Start of RECORDS SHOWN
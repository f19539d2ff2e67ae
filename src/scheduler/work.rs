use super::worker::Restrainer;
use crate::service::PinningService;
use std::any::type_name;

/// A unit of work executed by a restrainer thread.
pub(crate) trait RestraintWork: 'static + Send {
    fn do_work(self: Box<Self>, worker: &mut Restrainer, service: &'static PinningService);

    /// The name of the work packet type, for logging.
    fn name(&self) -> &'static str {
        type_name::<Self>()
    }
}
//! This module contains `WorkerMonitor`, which allows restrainer threads to park when there is
//! nothing to do, and lets pinning callers wake them when they add work packets.

use std::sync::{Condvar, Mutex};

use crate::util::log::trace;

/// This struct counts the number of parked restrainers.
struct WorkerParker {
    /// The total number of workers.
    worker_count: usize,
    /// Number of parked workers.
    parked_workers: usize,
}

impl WorkerParker {
    fn inc_parked_workers(&mut self) {
        debug_assert!(self.parked_workers < self.worker_count);
        self.parked_workers += 1;
    }

    fn dec_parked_workers(&mut self) {
        debug_assert!(self.parked_workers > 0);
        self.parked_workers -= 1;
    }
}

pub(crate) struct WorkerMonitor {
    /// The synchronized part.
    sync: Mutex<WorkerParker>,
    /// Workers wait on this when idle.  Notified when work packets are added.
    workers_have_anything_to_do: Condvar,
}

impl WorkerMonitor {
    pub fn new(worker_count: usize) -> Self {
        Self {
            sync: Mutex::new(WorkerParker {
                worker_count,
                parked_workers: 0,
            }),
            workers_have_anything_to_do: Default::default(),
        }
    }

    /// Wake up workers when more work packets are made available.
    ///
    /// Work packets are pushed to the queue before this is called, without holding the monitor
    /// lock.  Taking the lock here orders the notification after any worker that has already
    /// checked the queue under the lock, so a worker cannot miss a packet and sleep forever.
    pub fn notify_work_available(&self, all: bool) {
        let _sync = self.sync.lock().unwrap();
        if all {
            self.workers_have_anything_to_do.notify_all();
        } else {
            self.workers_have_anything_to_do.notify_one();
        }
    }

    /// Park a worker until it is notified, unless `has_work` (checked under the monitor lock)
    /// says there is work to do.  Spurious wake-ups are possible.  The worker polls the queue
    /// again and parks again if it is still empty.
    pub fn park_and_wait(&self, ordinal: usize, has_work: impl Fn() -> bool) {
        let mut sync = self.sync.lock().unwrap();
        if has_work() {
            return;
        }
        sync.inc_parked_workers();
        trace!(
            "Restrainer {} parked.  parked/total: {}/{}.",
            ordinal,
            sync.parked_workers,
            sync.worker_count
        );
        sync = self.workers_have_anything_to_do.wait(sync).unwrap();
        sync.dec_parked_workers();
        trace!("Restrainer {} unparked.", ordinal);
    }

    pub fn parked_workers(&self) -> usize {
        self.sync.lock().unwrap().parked_workers
    }
}
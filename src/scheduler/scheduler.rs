use super::work::RestraintWork;
use super::worker::Restrainer;
use super::worker_monitor::WorkerMonitor;
use crate::service::PinningService;
use crate::util::log::{debug, info};
use crossbeam::deque::{Injector, Steal};
use std::sync::atomic::{AtomicUsize, Ordering};

/// The queue of restraint work packets and the threads that run them.
pub(crate) struct RestraintScheduler {
    queue: Injector<Box<dyn RestraintWork>>,
    monitor: WorkerMonitor,
    worker_count: usize,
    spawned: spin::Once<()>,
    /// Work packets executed so far, by all restrainers.
    executed: AtomicUsize,
}

impl RestraintScheduler {
    pub fn new(worker_count: usize) -> Self {
        assert!(worker_count > 0, "The restrainer pool needs at least one thread");
        Self {
            queue: Injector::new(),
            monitor: WorkerMonitor::new(worker_count),
            worker_count,
            spawned: spin::Once::new(),
            executed: AtomicUsize::new(0),
        }
    }

    /// Start the restrainer threads.  Only the first call has any effect.
    pub fn spawn_workers(&'static self, service: &'static PinningService) {
        self.spawned.call_once(|| {
            info!("Starting {} restrainer thread(s)", self.worker_count);
            for ordinal in 0..self.worker_count {
                let mut worker = Restrainer::new(ordinal, self);
                let spawned = std::thread::Builder::new()
                    .name(format!("gcpin-restrainer-{}", ordinal))
                    .spawn(move || worker.run(service));
                if let Err(e) = spawned {
                    panic!("Failed to spawn restrainer thread {}: {}", ordinal, e);
                }
            }
        });
    }

    pub fn worker_count(&self) -> usize {
        self.worker_count
    }

    /// Add one work packet and wake one restrainer.
    pub fn add_work(&self, work: impl RestraintWork) {
        self.queue.push(Box::new(work));
        self.monitor.notify_work_available(false);
    }

    /// Add many work packets at once and wake every restrainer.
    pub fn bulk_add(&self, works: Vec<Box<dyn RestraintWork>>) {
        if works.is_empty() {
            return;
        }
        debug!("Scheduling {} work packets", works.len());
        for work in works {
            self.queue.push(work);
        }
        self.monitor.notify_work_available(true);
    }

    fn pop(&self) -> Option<Box<dyn RestraintWork>> {
        loop {
            match self.queue.steal() {
                Steal::Success(work) => return Some(work),
                Steal::Empty => return None,
                Steal::Retry => continue,
            }
        }
    }

    /// Get a work packet for `worker`, parking it until one is available.
    pub fn poll(&self, worker: &Restrainer) -> Box<dyn RestraintWork> {
        loop {
            if let Some(work) = self.pop() {
                return work;
            }
            self.monitor
                .park_and_wait(worker.ordinal, || !self.queue.is_empty());
        }
    }

    pub(super) fn on_work_executed(&self) {
        self.executed.fetch_add(1, Ordering::Relaxed);
    }

    pub fn executed_work_packets(&self) -> usize {
        self.executed.load(Ordering::Relaxed)
    }

    pub fn parked_workers(&self) -> usize {
        self.monitor.parked_workers()
    }
}
//! The table of objects currently held by restrainers.
//!
//! This is the "live reference" a restraint holds: as long as an object has a positive hold
//! count here, a collector binding must treat it as a root that can neither be moved nor
//! reclaimed.  The same object may be held by several independent restraints at once, so holds
//! are counted.

use std::collections::HashMap;
use std::sync::Mutex;

use crate::util::ObjectReference;

#[derive(Default)]
pub struct PinnedRoots {
    holds: Mutex<HashMap<ObjectReference, usize>>,
}

impl PinnedRoots {
    pub fn new() -> Self {
        Self::default()
    }

    /// Add one hold on `object`.
    pub(crate) fn hold(&self, object: ObjectReference) {
        let mut holds = self.holds.lock().unwrap();
        *holds.entry(object).or_insert(0) += 1;
    }

    /// Drop one hold on `object`.
    pub(crate) fn unhold(&self, object: ObjectReference) {
        let mut holds = self.holds.lock().unwrap();
        let count = holds
            .get_mut(&object)
            .unwrap_or_else(|| panic!("{} is not held by any restraint", object));
        debug_assert!(*count > 0);
        *count -= 1;
        if *count == 0 {
            holds.remove(&object);
        }
    }

    /// Is `object` held by at least one restraint?  A collector must neither move nor reclaim
    /// such an object.
    pub fn is_restrained(&self, object: ObjectReference) -> bool {
        self.holds.lock().unwrap().contains_key(&object)
    }

    /// The number of restraints holding `object`.
    pub fn holds_of(&self, object: ObjectReference) -> usize {
        self.holds.lock().unwrap().get(&object).copied().unwrap_or(0)
    }

    /// The number of distinct objects currently restrained.
    pub fn len(&self) -> usize {
        self.holds.lock().unwrap().len()
    }

    pub fn is_empty(&self) -> bool {
        self.len() == 0
    }

    /// Visit every restrained object.  The table is locked during the visit, so `f` must not pin
    /// or unpin anything.
    pub fn for_each(&self, mut f: impl FnMut(ObjectReference)) {
        let holds = self.holds.lock().unwrap();
        for object in holds.keys() {
            f(*object);
        }
    }
}
//! Escape slots and the tracker that remembers them.
//!
//! An escape slot is a word-sized cell in foreign (non-managed) memory that holds a copy of a
//! pinned address.  The service never allocates or frees the cell; it only writes the pinned
//! address into it and, when the pin is released, writes null back.  The tracker
//! ([`EscapeSlots`]) is the only thing standing between a released pin and a dangling foreign
//! pointer.

use std::fmt::Debug;

use atomic::Atomic;

use crate::util::{Address, ObjectReference};

/// A foreign memory cell that can hold one pinned address, or null.
///
/// An `EscapeSlot` value *points to* a cell, and is not the cell itself.  Copies of an
/// `EscapeSlot` point to the same cell.
#[derive(Clone, Copy, Debug, PartialEq, Eq, Hash)]
#[repr(transparent)]
pub struct EscapeSlot {
    slot_addr: *mut Atomic<Address>,
}

static_assertions::assert_eq_size!(EscapeSlot, *mut u8);
static_assertions::assert_eq_size!(Atomic<Address>, *mut u8);

// The cell is owned by foreign code and only accessed through atomic operations.
unsafe impl Send for EscapeSlot {}
unsafe impl Sync for EscapeSlot {}

impl EscapeSlot {
    /// Create an escape slot from the address of a foreign cell.
    ///
    /// # Safety
    ///
    /// `address` must point to a word-sized, word-aligned cell that is not managed memory, and the
    /// cell must stay valid until every pin that stores into it has been released.
    pub unsafe fn from_address(address: Address) -> Self {
        debug_assert!(
            address.is_aligned_to(std::mem::align_of::<Address>()),
            "Escape slot {} is not word aligned",
            address
        );
        Self {
            slot_addr: address.to_mut_ptr(),
        }
    }

    /// Create an escape slot from a pointer to a foreign pointer-typed cell, such as a field of a
    /// C struct declared as `void *`.
    ///
    /// # Safety
    ///
    /// The same as [`EscapeSlot::from_address`].
    pub unsafe fn from_ptr<T>(cell: *mut *mut T) -> Self {
        Self::from_address(Address::from_mut_ptr(cell))
    }

    /// Get the address of the cell.
    pub fn as_address(&self) -> Address {
        Address::from_mut_ptr(self.slot_addr)
    }

    /// Load the object reference held in the cell, or `None` if the cell holds null.
    pub fn load(&self) -> Option<ObjectReference> {
        let addr = unsafe { (*self.slot_addr).load(atomic::Ordering::Acquire) };
        ObjectReference::from_raw_address(addr)
    }

    pub(crate) fn store(&self, object: ObjectReference) {
        unsafe { (*self.slot_addr).store(object.to_raw_address(), atomic::Ordering::Release) }
    }

    pub(crate) fn clear(&self) {
        unsafe { (*self.slot_addr).store(Address::ZERO, atomic::Ordering::Release) }
    }
}

/// An append-only list of escape slots, scoped to the pin or pin lifetime that owns it.
#[derive(Default, Debug)]
pub(crate) struct EscapeSlots {
    slots: Vec<(EscapeSlot, ObjectReference)>,
}

impl EscapeSlots {
    pub fn new() -> Self {
        Self::default()
    }

    /// Write `object` into `slot` and remember the slot.  Registering the same slot twice is
    /// allowed; it will simply be cleared twice.
    pub fn add(&mut self, slot: EscapeSlot, object: ObjectReference) {
        slot.store(object);
        self.slots.push((slot, object));
    }

    pub fn len(&self) -> usize {
        self.slots.len()
    }

    pub fn is_empty(&self) -> bool {
        self.slots.is_empty()
    }

    /// Write null to every remembered slot and forget all of them.
    pub fn clear_all(&mut self) {
        for (slot, _object) in self.slots.drain(..) {
            #[cfg(feature = "extreme_assertions")]
            assert!(
                slot.load().is_none() || slot.load() == Some(_object),
                "Escape slot {} was overwritten with {:?} while {} was pinned",
                slot.as_address(),
                slot.load(),
                _object
            );
            slot.clear();
        }
        self.slots.shrink_to_fit();
    }
}
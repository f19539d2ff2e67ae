use std::panic::catch_unwind;

use gcpin::memory_manager;
use gcpin::util::no_check::active_guards;
use gcpin::NoCheckGuard;

fn panic_message(result: std::thread::Result<NoCheckGuard>) -> String {
    let payload = result.err().expect("NoCheckGuard::new should panic");
    payload
        .downcast_ref::<String>()
        .cloned()
        .unwrap_or_default()
}

// Options are fixed once per process, so this binary holds a single test.
#[test]
fn unknown_checker_variable() {
    assert!(memory_manager::init_options_from_pairs([(
        "check_var",
        "no_such_var"
    )]));
    // Every attempt reports the missing variable, not a poisoned lock.
    for _ in 0..2 {
        let message = panic_message(catch_unwind(NoCheckGuard::new));
        assert!(
            message.contains("Couldn't find no_such_var debug variable"),
            "{}",
            message
        );
    }
    assert_eq!(active_guards(), 0);
}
End of RECORDS SHOWN
Every line with the string "AtomicUsize" in the material should be returned.

* _RESPONSE TO THIS EXERCISE_:
use std::sync::atomic::{AtomicUsize, Ordering};
    executed: AtomicUsize,
            executed: AtomicUsize::new(0),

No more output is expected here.